Chapter 60 - Meconium Biomarkers of Prenatal Alcohol Exposure

Abstract

Alcohol is a well-known teratogen, and its use during pregnancy is associated with a range of neurodevelopmental and behavioral disorders in children (including fetal alcohol spectrum disorders). Alcohol is metabolized by oxidative (acetaldehyde) and nonoxidative pathways by enzymatic conjugation of alcohol to endogenous metabolites. This produces fatty acid ethyl esters (FAEEs), ethyl glucuronide (EtG), and ethyl sulfate (EtS), which persist in tissues and body fluids for much longer periods than alcohol itself and are, thus, useful biomarkers of alcohol exposure. Meconium, the first fecal matter of a neonate, is detected in the gastrointestinal tract of the fetus in the second and third trimesters of pregnancy.
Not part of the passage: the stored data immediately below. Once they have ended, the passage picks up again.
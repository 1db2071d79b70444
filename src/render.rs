use minijinja::{Environment, Value, context};
use std::collections::HashMap;

use crate::data_models::{ItemKind, RenderedItem, SearchItem, SearchResponse};

pub const YOUTUBE_HOME: &str = "https://www.youtube.com";
pub const NO_RESULTS_BODY: &str = "0 results found!";

const THUMBNAIL_WIDTH: u32 = 120;
const THUMBNAIL_HEIGHT: u32 = 100;

const ITEM_TEMPLATE: &str = "item.html";
const PAGE_TEMPLATE: &str = "results.html";

impl ItemKind {
    /// Page on youtube.com the item should link to.
    pub fn link(&self, id: &HashMap<String, String>) -> String {
        let lookup = |key: &str| id.get(key).map(String::as_str).unwrap_or_default();
        match self {
            ItemKind::Video => format!("{YOUTUBE_HOME}/watch?v={}", lookup("videoId")),
            ItemKind::Channel => format!("{YOUTUBE_HOME}/channel/{}", lookup("channelId")),
            ItemKind::Other => YOUTUBE_HOME.to_string(),
        }
    }
}

/// Renders result markup from the templates compiled into the binary.
/// Templates end in `.html`, so every interpolated value is HTML-escaped.
pub struct PageRenderer {
    env: Environment<'static>,
}

impl PageRenderer {
    pub fn new() -> Result<Self, minijinja::Error> {
        let mut env = Environment::new();
        env.add_template(ITEM_TEMPLATE, include_str!("../templates/item.html"))?;
        env.add_template(PAGE_TEMPLATE, include_str!("../templates/results.html"))?;
        Ok(Self { env })
    }

    pub fn render_item(&self, item: &SearchItem) -> Result<RenderedItem, minijinja::Error> {
        let link = item.kind.link(&item.id);
        let tmpl = self.env.get_template(ITEM_TEMPLATE)?;
        let mut state = tmpl.eval_to_state(context! {
            link => &link,
            title => &item.title,
            description => &item.description,
            thumbnail_url => &item.thumbnail_url,
            width => THUMBNAIL_WIDTH,
            height => THUMBNAIL_HEIGHT,
            byline => byline(item),
        })?;

        Ok(RenderedItem {
            title_html: state.render_block("title")?,
            description_html: state.render_block("description")?,
            image_html: state.render_block("image")?,
            byline_html: state.render_block("byline")?,
            link,
        })
    }

    /// Render the full results document. Zero-result responses are answered
    /// before this point with [`NO_RESULTS_BODY`].
    pub fn render_page(&self, response: &SearchResponse) -> Result<String, minijinja::Error> {
        let items = response
            .items
            .iter()
            .map(|item| self.render_item(item))
            .collect::<Result<Vec<_>, _>>()?;

        let tmpl = self.env.get_template(PAGE_TEMPLATE)?;
        tmpl.render(context! {
            total_results => response.total_results,
            results_per_page => response.results_per_page,
            items => Value::from_serialize(&items),
        })
    }
}

fn byline(item: &SearchItem) -> String {
    let date = item
        .published_at
        .map(|dt| dt.format("%Y-%m-%d").to_string())
        .unwrap_or_default();
    match (item.channel_title.is_empty(), date.is_empty()) {
        (true, _) => date,
        (false, true) => item.channel_title.clone(),
        (false, false) => format!("{} · {date}", item.channel_title),
    }
}
pub mod api;
pub mod client;
pub mod config;
pub mod data_models;
pub mod error;
pub mod query;
pub mod render;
The nonoxidative metabolites FAEEs and EtG are commonly detected in meconium, and EtS may also be detected. Determination of these metabolites in meconium provides an objective and valuable measure for detecting prenatal alcohol use. These metabolites provide more accurate data on alcohol use during pregnancy than maternal self-reporting/questionnaires. Thus, alcohol use during pregnancy can be monitored using meconium as an alternative to other biological matrices.